Activation of A(3) adenosine receptors (A(3)ARs) rapidly enhances the activity of antidepressant-sensitive serotonin (5-HT) transporters (SERTs) in vitro, ex vivo, and in vivo. A(3)AR agonist stimulation of SERT activity is lost in A(3)AR knockout mice. A(3)AR-stimulated SERT activity is mediated by protein kinase G1 (PKGI)- and p38 mitogen-activated protein kinase (MAPK)linked pathways that support, respectively, enhanced SERT surface expression and catalytic activation. The mechanisms by which A(3)ARs target SERTs among other potential effectors is unknown. Here we present evidence that A(3)ARs are coexpressed with SERT in midbrain serotonergic neurons and form a physical complex in A(3)AR/hSERT cotransfected cells. Treatment of A(3)AR/SERT-cotransfected Chinese hamster ovary cells with the A(3)AR agonist N-6-(3-iodobenzyl)-N-methyl-5'-carbamoyladenosine (1 mu M, 10 min), conditions previously reported to increase SERT surface expression and 5-HT uptake activity, enhanced the abundance of A(3)AR/SERT complexes in a PKGI-dependent manner. Cotransfection of SERT with L90V-A(3)AR, a hyperfunctional coding variant identified in subjects with autism spectrum disorder, resulted in a prolonged recovery of receptor/transporter complexes after A(3)AR activation.
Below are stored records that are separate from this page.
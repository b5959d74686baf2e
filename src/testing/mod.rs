//! Test-only support: shared fixtures, mock capabilities, and a small
//! benchmarking helper. Mirrors the teacher's `testing` module
//! structure (`TestFixtures`, `mock_services`, `benchmarks`) adapted to
//! this engine's capabilities.

pub mod benchmarks;
pub mod fixtures;
pub mod mocks;
//! `NegotiationConfig` — the PM's stance, in full.

use crate::errors::{NegotiationError, NegotiationResult};
use serde::{Deserialize, Serialize};
use std::collections::HashMap;

/// Tolerance used when checking that weights sum to 1.0.
pub const WEIGHT_SUM_EPSILON: f64 = 1e-6;

/// The price parameter: minimize total order price.
///
/// `total_price` is the sum for the whole order. The legacy `unit_price`
/// notion from the source system is not represented here at all — configs
/// are built directly in terms of `total_price`, so there is no way to
/// construct a config that mixes the two.
#[derive(Debug, Clone, Serialize, Deserialize, PartialEq)]
pub struct PriceParameter {
    /// Relative importance of price in the overall utility score.
    pub weight: f64,
    /// The PM's ideal (best-for-buyer) price. Utility is 1.0 at or below
    /// this value.
    pub anchor: f64,
    /// The PM's goal price. Utility is below 1.0 past this point.
    pub target: f64,
    /// The worst price the PM will consider. Utility is 0.0 here and
    /// beyond.
    pub max_acceptable: f64,
    /// Nominal per-round concession magnitude for the PM's price counter.
    pub concession_step: f64,
}

impl PriceParameter {
    /// Basic shape check: anchor <= target <= max_acceptable.
    pub fn validate(&self) -> NegotiationResult<()> {
        if !(self.anchor <= self.target && self.target <= self.max_acceptable) {
            return Err(NegotiationError::validation(
                "total_price",
                "anchor must be <= target <= max_acceptable",
            ));
        }
        Ok(())
    }
}

/// The payment-terms parameter: a closed, ordered set of options with a
/// per-option utility lookup.
#[derive(Debug, Clone, Serialize, Deserialize, PartialEq)]
pub struct TermsParameter {
    /// Relative importance of payment terms in the overall utility score.
    pub weight: f64,
    /// Ordered set of acceptable terms, e.g. `["Net30", "Net60", "Net90"]`.
    pub options: Vec<String>,
    /// Utility in `[0, 1]` for each option. Options not present here (or
    /// not in `options`) evaluate to 0.
    pub utility_map: HashMap<String, f64>,
}

impl TermsParameter {
    /// Utility for a given payment-terms string, or 0 if unknown.
    pub fn utility_of(&self, terms: &str) -> f64 {
        self.utility_map.get(terms).copied().unwrap_or(0.0)
    }

    /// The option immediately "closer to the vendor" than `from`, used
    /// when the PM concedes one step on terms. Options are ordered from
    /// most PM-favorable to least.
    pub fn step_toward(&self, from: &str, vendor_terms: &str) -> Option<String> {
        let from_idx = self.options.iter().position(|o| o == from)?;
        let vendor_idx = self.options.iter().position(|o| o == vendor_terms);
        match vendor_idx {
            Some(v_idx) if v_idx > from_idx => self.options.get(from_idx + 1).cloned(),
            Some(v_idx) if v_idx < from_idx && from_idx > 0 => {
                self.options.get(from_idx - 1).cloned()
            }
            _ => Some(from.to_string()),
        }
    }
}

/// The (optional) delivery parameter.
#[derive(Debug, Clone, Serialize, Deserialize, PartialEq)]
pub struct DeliveryParameter {
    /// Relative importance of delivery in the overall utility score.
    pub weight: f64,
    /// The date the PM would prefer delivery by. Utility 1.0 on or before.
    pub preferred_date: chrono::NaiveDate,
    /// The latest acceptable delivery date before lateness penalties
    /// begin.
    pub required_date: chrono::NaiveDate,
    /// Days past `required_date` after which utility reaches 0.
    pub max_late_days: i64,
}

/// Soft/hard round caps with auto-extension.
#[derive(Debug, Clone, Copy, Serialize, Deserialize, PartialEq)]
pub struct DynamicRounds {
    /// Preferred round ceiling; may be extended up to `hard_max`.
    pub soft_max: u32,
    /// Absolute round ceiling; never extended past this.
    pub hard_max: u32,
    /// Whether the engine is allowed to extend past `soft_max` at all.
    pub auto_extend_enabled: bool,
}

/// Toggles for the behavioral/adaptive strategy layer (C4).
#[derive(Debug, Clone, Copy, Default, Serialize, Deserialize, PartialEq, Eq)]
pub struct AdaptiveFeatures {
    /// Whether behavioral signals and adaptive aggressiveness are
    /// computed at all for this deal.
    pub enabled: bool,
}

/// Negotiation priority, driving threshold/weight overlays in the config
/// builder.
#[derive(Debug, Clone, Copy, Serialize, Deserialize, PartialEq, Eq)]
pub enum Priority {
    /// Tighten thresholds; concede less.
    High,
    /// Default stance.
    Medium,
    /// Loosen thresholds; concede more readily.
    Low,
}

impl Default for Priority {
    fn default() -> Self {
        Self::Medium
    }
}

/// The PM's full stance for a deal: weighted parameters, thresholds, and
/// round limits.
#[derive(Debug, Clone, Serialize, Deserialize, PartialEq)]
pub struct NegotiationConfig {
    /// Price parameter (always present; price is always scored).
    pub total_price: PriceParameter,
    /// Payment-terms parameter (always present).
    pub payment_terms: TermsParameter,
    /// Delivery parameter, if delivery is part of this deal's scoring.
    pub delivery: Option<DeliveryParameter>,
    /// Utility at or above which an offer is accepted outright.
    pub accept_threshold: f64,
    /// Utility at or above which a timed-out deal escalates instead of
    /// walking away.
    pub escalate_threshold: f64,
    /// Utility below which the deal may walk away.
    pub walkaway_threshold: f64,
    /// Soft round ceiling (hard ceiling if `dynamic_rounds` is absent).
    pub max_rounds: u32,
    /// Negotiation priority.
    pub priority: Priority,
    /// Optional soft/hard round extension.
    pub dynamic_rounds: Option<DynamicRounds>,
    /// Optional behavioral/adaptive toggles.
    pub adaptive_features: Option<AdaptiveFeatures>,
}

impl NegotiationConfig {
    /// Validate every invariant spec.md §3/§8 requires of a config:
    /// threshold ordering, weight sum, and parameter shape. Called before
    /// any mutation that depends on the config.
    pub fn validate(&self) -> NegotiationResult<()> {
        if !(self.walkaway_threshold < self.escalate_threshold
            && self.escalate_threshold <= self.accept_threshold)
        {
            return Err(NegotiationError::validation(
                "thresholds",
                "require walkaway < escalate <= accept",
            ));
        }

        self.total_price.validate()?;

        let mut weight_sum = self.total_price.weight + self.payment_terms.weight;
        if let Some(delivery) = &self.delivery {
            weight_sum += delivery.weight;
        }
        if (weight_sum - 1.0).abs() > WEIGHT_SUM_EPSILON {
            return Err(NegotiationError::validation(
                "weights",
                "parameter weights must sum to 1.0",
            ));
        }

        if self.payment_terms.options.is_empty() {
            return Err(NegotiationError::validation(
                "payment_terms.options",
                "must list at least one acceptable term",
            ));
        }

        if self.max_rounds == 0 {
            return Err(NegotiationError::validation(
                "max_rounds",
                "must be at least 1",
            ));
        }

        if let Some(dynamic) = &self.dynamic_rounds {
            if dynamic.hard_max < dynamic.soft_max {
                return Err(NegotiationError::validation(
                    "dynamic_rounds",
                    "hard_max must be >= soft_max",
                ));
            }
        }

        Ok(())
    }

    /// The effective round ceiling for this deal. Without `dynamic_rounds`,
    /// that's `max_rounds`. With it, the ceiling is `soft_max` unless
    /// `auto_extend_fired` is true and extension is enabled, in which case
    /// it's `hard_max` — the hard cap only applies once C4 has actually
    /// decided convergence warrants extending the round budget.
    pub fn hard_round_ceiling(&self, auto_extend_fired: bool) -> u32 {
        match &self.dynamic_rounds {
            Some(d) if auto_extend_fired && d.auto_extend_enabled => d.hard_max,
            Some(d) => d.soft_max,
            None => self.max_rounds,
        }
    }
}

#[cfg(test)]
mod tests {
    use super::*;

    fn base_config() -> NegotiationConfig {
        let mut utility_map = HashMap::new();
        utility_map.insert("Net30".to_string(), 0.2);
        utility_map.insert("Net60".to_string(), 0.6);
        utility_map.insert("Net90".to_string(), 1.0);

        NegotiationConfig {
            total_price: PriceParameter {
                weight: 0.6,
                anchor: 850.0,
                target: 1000.0,
                max_acceptable: 1250.0,
                concession_step: 66.0,
            },
            payment_terms: TermsParameter {
                weight: 0.4,
                options: vec!["Net30".into(), "Net60".into(), "Net90".into()],
                utility_map,
            },
            delivery: None,
            accept_threshold: 0.70,
            escalate_threshold: 0.50,
            walkaway_threshold: 0.30,
            max_rounds: 6,
            priority: Priority::Medium,
            dynamic_rounds: None,
            adaptive_features: None,
        }
    }

    #[test]
    fn test_valid_config_passes() {
        assert!(base_config().validate().is_ok());
    }

    #[test]
    fn test_threshold_ordering_enforced() {
        let mut config = base_config();
        config.walkaway_threshold = 0.55;
        assert!(config.validate().is_err());
    }

    #[test]
    fn test_weight_sum_enforced() {
        let mut config = base_config();
        config.total_price.weight = 0.7;
        assert!(config.validate().is_err());
    }

    #[test]
    fn test_terms_utility_lookup_unknown_is_zero() {
        let config = base_config();
        assert_eq!(config.payment_terms.utility_of("Net120"), 0.0);
        assert_eq!(config.payment_terms.utility_of("Net90"), 1.0);
    }

    #[test]
    fn test_hard_round_ceiling_defaults_to_max_rounds() {
        let config = base_config();
        assert_eq!(config.hard_round_ceiling(false), 6);
        assert_eq!(config.hard_round_ceiling(true), 6);
    }

    #[test]
    fn test_hard_round_ceiling_uses_soft_max_until_extend_fires() {
        let mut config = base_config();
        config.dynamic_rounds = Some(DynamicRounds {
            soft_max: 6,
            hard_max: 9,
            auto_extend_enabled: true,
        });
        assert_eq!(config.hard_round_ceiling(false), 6);
    }

    #[test]
    fn test_hard_round_ceiling_uses_hard_max_once_extend_fires() {
        let mut config = base_config();
        config.dynamic_rounds = Some(DynamicRounds {
            soft_max: 6,
            hard_max: 9,
            auto_extend_enabled: true,
        });
        assert_eq!(config.hard_round_ceiling(true), 9);
    }

    #[test]
    fn test_hard_round_ceiling_ignores_extend_fired_when_disabled() {
        let mut config = base_config();
        config.dynamic_rounds = Some(DynamicRounds {
            soft_max: 6,
            hard_max: 9,
            auto_extend_enabled: false,
        });
        assert_eq!(config.hard_round_ceiling(true), 6);
    }
}
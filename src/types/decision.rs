//! Decision-engine output types: the action chosen for a round plus the
//! full explainability trail behind it.

use super::offer::{Offer, OfferField};
use super::state::VendorEmphasis;
use serde::{Deserialize, Serialize};

/// The action the decision engine selects for a round. Variants are
/// ordered by tie-break priority: when two actions are equally
/// supported, the earlier variant in this list wins (spec.md §4.5).
/// `AskClarify` is a prerequisite short-circuit rather than a genuine
/// competitor in the tie — an incomplete offer never reaches the point
/// where utility-based ties are evaluated — so it sits first by
/// convention rather than by a literal tie-break rule.
#[derive(Debug, Clone, Copy, Serialize, Deserialize, PartialEq, Eq, PartialOrd, Ord)]
pub enum ActionKind {
    /// Ask the vendor to clarify a missing field.
    AskClarify,
    /// Accept the vendor's last offer outright.
    Accept,
    /// Escalate to a human for a decision.
    Escalate,
    /// Send a single counter-offer (optionally a MESO round).
    Counter,
    /// Walk away from the deal.
    WalkAway,
}

/// A chosen action together with its payload.
#[derive(Debug, Clone, Serialize, Deserialize, PartialEq)]
pub enum Action {
    /// The vendor's offer is missing required fields; no counter was
    /// generated.
    AskClarify {
        /// Fields still required before the offer can be evaluated.
        missing: Vec<OfferField>,
    },
    /// Accept the vendor's last offer outright.
    Accept,
    /// Escalate to a human for a decision.
    Escalate {
        /// Why this round escalated rather than continuing.
        reason: String,
    },
    /// Send a single counter-offer. When `meso` is set on the enclosing
    /// [`Decision`], this counter is a MESO round rather than a single
    /// bundle.
    Counter {
        /// The PM's counter-offer.
        offer: Offer,
    },
    /// Walk away from the deal.
    WalkAway {
        /// Why the deal is being abandoned.
        reason: String,
    },
}

impl Action {
    /// The tie-break-ordered kind of this action.
    pub fn kind(&self) -> ActionKind {
        match self {
            Self::AskClarify { .. } => ActionKind::AskClarify,
            Self::Accept => ActionKind::Accept,
            Self::Escalate { .. } => ActionKind::Escalate,
            Self::Counter { .. } => ActionKind::Counter,
            Self::WalkAway { .. } => ActionKind::WalkAway,
        }
    }
}

/// Per-parameter utility contributions, for explainability and logging.
#[derive(Debug, Clone, Copy, Default, Serialize, Deserialize, PartialEq)]
pub struct UtilityBreakdown {
    /// Raw utility in `[0, 1]` for price, before weighting.
    pub price_utility: f64,
    /// Raw utility in `[0, 1]` for payment terms, before weighting.
    pub terms_utility: f64,
    /// Raw utility in `[0, 1]` for delivery, before weighting, if scored.
    pub delivery_utility: Option<f64>,
    /// Final weighted-sum utility.
    pub total_utility: f64,
}

/// The thresholds in force when a decision was made, captured for
/// explainability independent of later config changes.
#[derive(Debug, Clone, Copy, Serialize, Deserialize, PartialEq)]
pub struct Thresholds {
    /// Accept threshold at decision time.
    pub accept_threshold: f64,
    /// Escalate threshold at decision time.
    pub escalate_threshold: f64,
    /// Walkaway threshold at decision time.
    pub walkaway_threshold: f64,
}

/// Coarse read on the vendor's latest free text, from keyword cues.
#[derive(Debug, Clone, Copy, Serialize, Deserialize, PartialEq, Eq)]
pub enum Sentiment {
    /// Cooperative language ("happy to", "works for us").
    Positive,
    /// No strong cue either way.
    Neutral,
    /// Resistant language ("final offer", "can't go lower").
    Negative,
}

/// The adaptive-strategy label `ComputeAdaptiveStrategy` assigns for a
/// round, driving how the PM's aggressiveness is adjusted.
#[derive(Debug, Clone, Copy, Serialize, Deserialize, PartialEq, Eq)]
pub enum AdaptiveStrategyLabel {
    /// Concede at roughly the vendor's own pace.
    MatchPace,
    /// Concede more slowly than the vendor.
    SlowConcede,
    /// Concede faster to keep momentum.
    FastConcede,
    /// Hold the current position.
    HoldFirm,
    /// Convergence is real but slow; extend the round budget.
    Extend,
}

/// Behavioral-layer explanation, present only when adaptive features are
/// enabled for the deal.
#[derive(Debug, Clone, Serialize, Deserialize, PartialEq)]
pub struct BehavioralExplain {
    /// Inferred vendor emphasis at decision time.
    pub vendor_emphasis: VendorEmphasis,
    /// Confidence in that inference, in `[0, 1]`.
    pub emphasis_confidence: f64,
    /// Aggressiveness multiplier applied to the PM's concession step,
    /// where 1.0 is the nominal step.
    pub aggressiveness_multiplier: f64,
    /// Whether a stall was detected this round.
    pub stall_detected: bool,
    /// Mean fractional reduction vendor offer→offer.
    pub concession_velocity: f64,
    /// Mean fractional closure of the vendor−PM price gap per round.
    pub convergence_rate: f64,
    /// EWMA of signed concession rate, in `[-1, 1]`.
    pub momentum: f64,
    /// Whether `convergence_rate` clears the convergence threshold.
    pub is_converging: bool,
    /// Whether the vendor is moving away from the PM's position.
    pub is_diverging: bool,
    /// Keyword read on the vendor's latest message.
    pub latest_sentiment: Sentiment,
    /// The adaptive strategy chosen for this round.
    pub strategy: AdaptiveStrategyLabel,
    /// Whether this round's signals warrant extending the round budget
    /// up to `dynamic_rounds.hard_max`.
    pub should_extend_rounds: bool,
}

/// MESO-layer explanation, present only when a `Counter` decision's
/// counter is a MESO round rather than a single bundle.
#[derive(Debug, Clone, Serialize, Deserialize, PartialEq)]
pub struct MesoExplain {
    /// Why a MESO round was chosen over a single counter.
    pub reason: String,
    /// Target utility the options were generated at.
    pub target_utility: f64,
}

/// The decision engine's full output for one round: the chosen action
/// plus everything needed to explain it later.
#[derive(Debug, Clone, Serialize, Deserialize, PartialEq)]
pub struct Decision {
    /// The chosen action.
    pub action: Action,
    /// Utility of the vendor's offer that prompted this decision.
    pub utility: UtilityBreakdown,
    /// Thresholds in force at decision time.
    pub thresholds: Thresholds,
    /// Behavioral explanation, if adaptive features were enabled.
    pub behavioral: Option<BehavioralExplain>,
    /// MESO explanation, if this round's `Counter` is a MESO round.
    pub meso: Option<MesoExplain>,
    /// The round this decision was made for.
    pub round: u32,
}

#[cfg(test)]
mod tests {
    use super::*;

    #[test]
    fn test_action_kind_ordering() {
        assert!(ActionKind::AskClarify < ActionKind::Accept);
        assert!(ActionKind::Accept < ActionKind::Escalate);
        assert!(ActionKind::Escalate < ActionKind::Counter);
        assert!(ActionKind::Counter < ActionKind::WalkAway);
    }

    #[test]
    fn test_action_kind_mapping() {
        assert_eq!(Action::Accept.kind(), ActionKind::Accept);
        assert_eq!(
            Action::Counter {
                offer: Offer::empty()
            }
            .kind(),
            ActionKind::Counter
        );
    }
}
Because PKGI and nitric-oxide synthetase are required for A(3)AR stimulation of SERT activity, and proteins PKGI and NOS both form complexes with SERT, our findings suggest a mechanism by which signaling pathways coordinating A(3)AR signaling to SERT can be spatially restricted and regulated, as well as compromised by neuropsychiatric disorders.